The retailer's 2009 catalog also has been revamped, with a glossy, black, embellished cover, as well as flower-and-vine graphics that tie back to the advertising campaign. Tabbed stickers, such as those found in shopping magazines Domino and Lucky, are also included, so customers can mark items of interest. A redesign of the website also is in the works.
"Women are the primary purchaser of office supplies. These are big decisions that are being made by women," said Mr. Thacker, who noted that women purchase $44.5 billion in office supplies per year. "This is a total repositioning of the company to realign with a customer that has not been addressed."
Part of that repositioning involved establishing OfficeTalk, a panel of 5,000 women who provide feedback to the retailer. The women have begun testing new products, giving input on their use of circulars and coupons and discussing the types of promotions that are appealing, Mr. Thacker said.

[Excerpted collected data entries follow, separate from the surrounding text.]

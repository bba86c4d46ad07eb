use video_upscale_worker::config::{AiConfig, AiRunnerKind, Config, EncodingConfig, FetchConfig, ToolConfig};
use video_upscale_worker::policy::Policy;
use video_upscale_worker::storage::StorageSettings;
use video_upscale_worker::Controller;

use std::io::{self, IsTerminal, Read};
use std::path::PathBuf;
use std::process::ExitCode;
use std::time::Duration;

use clap::Parser;
use tracing_subscriber::{fmt, EnvFilter};

#[derive(Debug, Parser)]
#[command(name = "video-upscale-worker", version, about = "Upscales one remote video per job and publishes the result")]
struct Cli {
    /// Job JSON; read from stdin when omitted
    #[arg(long)]
    job: Option<String>,

    #[arg(long, env = "WORK_ROOT")]
    work_root: Option<PathBuf>,
    #[arg(long, env = "FETCH_TIMEOUT_SECS", default_value_t = 600)]
    fetch_timeout_secs: u64,
    /// Kill any external tool running longer than this
    #[arg(long, env = "TOOL_TIMEOUT_SECS")]
    tool_timeout_secs: Option<u64>,

    #[arg(long, env = "FFMPEG_PATH", default_value = "ffmpeg")]
    ffmpeg_path: PathBuf,
    #[arg(long, env = "FFPROBE_PATH", default_value = "ffprobe")]
    ffprobe_path: PathBuf,
    #[arg(long, env = "VIDEO_ENCODER", default_value = "libx264")]
    encoder: String,
    #[arg(long, env = "VIDEO_CRF", default_value_t = 18, value_parser = clap::value_parser!(u8).range(0..=51))]
    crf: u8,

    #[arg(long, env = "AI_RUNNER", value_enum, default_value_t = AiRunnerKind::GpuBinary)]
    ai_runner: AiRunnerKind,
    #[arg(long, env = "AI_BINARY", default_value = "realesrgan-ncnn-vulkan")]
    ai_binary: PathBuf,
    #[arg(long, env = "AI_MODEL_NAME", default_value = "realesr-animevideov3")]
    ai_model_name: String,
    #[arg(long, env = "AI_MODEL_DIR")]
    ai_model_dir: Option<PathBuf>,
    #[arg(long, env = "AI_INTERPRETER", default_value = "python3")]
    ai_interpreter: PathBuf,
    #[arg(long, env = "AI_SCRIPT")]
    ai_script: Option<PathBuf>,
    #[arg(long, env = "AI_WEIGHTS")]
    ai_weights: Option<PathBuf>,
    #[arg(long, env = "AI_WORKERS", default_value_t = 4)]
    ai_workers: usize,
    /// Exact output height for the AI path; enables a corrective scale pass
    #[arg(long, env = "AI_TARGET_HEIGHT")]
    ai_target_height: Option<u32>,

    #[arg(long, env = "MIN_HEIGHT", default_value_t = 720)]
    min_height: u32,

    #[arg(long, env = "R2_ACCOUNT_ID", hide_env_values = true)]
    r2_account_id: Option<String>,
    #[arg(long, env = "R2_ACCESS_KEY_ID", hide_env_values = true)]
    r2_access_key_id: Option<String>,
    #[arg(long, env = "R2_SECRET_ACCESS_KEY", hide_env_values = true)]
    r2_secret_access_key: Option<String>,
    #[arg(long, env = "R2_BUCKET_NAME")]
    r2_bucket_name: Option<String>,
    #[arg(long, env = "R2_ENDPOINT")]
    r2_endpoint: Option<String>,
    #[arg(long, env = "R2_PUBLIC_BASE_URL")]
    r2_public_base_url: Option<String>,
    #[arg(long, env = "OUTPUT_KEY_PREFIX", default_value = "")]
    output_key_prefix: String,
    /// Refuse to upload outputs larger than this (capped at 5 GiB)
    #[arg(long, env = "R2_MAX_OBJECT_BYTES")]
    r2_max_object_bytes: Option<u64>,
}

impl Cli {
    fn config(&self) -> Config {
        let defaults = Config::default();
        Config {
            work_root: self.work_root.clone().unwrap_or(defaults.work_root),
            fetch: FetchConfig {
                timeout: Duration::from_secs(self.fetch_timeout_secs),
                ..FetchConfig::default()
            },
            tools: ToolConfig {
                ffmpeg: self.ffmpeg_path.clone(),
                ffprobe: self.ffprobe_path.clone(),
                timeout: self.tool_timeout_secs.map(Duration::from_secs),
            },
            encoding: EncodingConfig {
                encoder: self.encoder.clone(),
                crf: self.crf,
                ..EncodingConfig::default()
            },
            ai: AiConfig {
                runner: self.ai_runner,
                binary: self.ai_binary.clone(),
                model_name: self.ai_model_name.clone(),
                model_dir: self.ai_model_dir.clone(),
                interpreter: self.ai_interpreter.clone(),
                script: self.ai_script.clone(),
                weights: self.ai_weights.clone(),
                workers: self.ai_workers,
                target_height: self.ai_target_height,
            },
            policy: Policy { min_height: self.min_height, ..Policy::default() },
            storage: StorageSettings {
                account_id: self.r2_account_id.clone(),
                access_key_id: self.r2_access_key_id.clone(),
                secret_access_key: self.r2_secret_access_key.clone(),
                bucket: self.r2_bucket_name.clone(),
                endpoint: self.r2_endpoint.clone(),
                public_base_url: self.r2_public_base_url.clone(),
                key_prefix: self.output_key_prefix.clone(),
                max_object_bytes: self.r2_max_object_bytes,
            },
        }
    }

    fn read_job(&self) -> io::Result<String> {
        match &self.job {
            Some(job) => Ok(job.clone()),
            None => {
                let mut buffer = String::new();
                io::stdin().read_to_string(&mut buffer)?;
                Ok(buffer)
            }
        }
    }
}

fn init_tracing() {
    let ansi_enabled = std::env::var_os("NO_COLOR").is_none() && io::stderr().is_terminal();
    fmt()
        .with_env_filter(EnvFilter::try_from_default_env().unwrap_or_else(|_| EnvFilter::new("info")))
        .with_target(false)
        .with_writer(io::stderr)
        .with_ansi(ansi_enabled)
        .init();
}

fn main() -> ExitCode {
    init_tracing();
    let cli = Cli::parse();

    let controller = match Controller::from_config(&cli.config()) {
        Ok(controller) => controller,
        Err(error) => {
            tracing::error!(kind = %error.kind(), "{}", error);
            return ExitCode::from(2);
        }
    };

    let payload = match cli.read_job().map_err(|e| e.to_string()).and_then(|raw| {
        serde_json::from_str::<serde_json::Value>(&raw).map_err(|e| format!("job is not valid JSON: {}", e))
    }) {
        Ok(payload) => payload,
        Err(message) => {
            tracing::error!("{}", message);
            println!("{}", serde_json::json!({"status": "error", "error": message}));
            return ExitCode::from(1);
        }
    };

    let report = controller.handle_report(&payload);
    let response = report.result.to_response().to_value();
    println!("{}", response);

    if report.result.is_success() {
        ExitCode::SUCCESS
    } else {
        ExitCode::from(1)
    }
}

That type of insight from key customers will help OfficeMax compete in what is proving to be a particularly difficult environment for office supplies. Retailers in the category reported sales declines of between 3% and 10% in the third quarter. OfficeMax was among the hardest hit, with sales slumping 10%.
"The economy is, sadly, on everybody's mind right now," Mr. Thacker said. "The No. 1 thing in these times is great value. It's inescapable and unavoidable. But the office can also be a place that's inspiring. The [campaign] is really talking about style, but style that is affordable."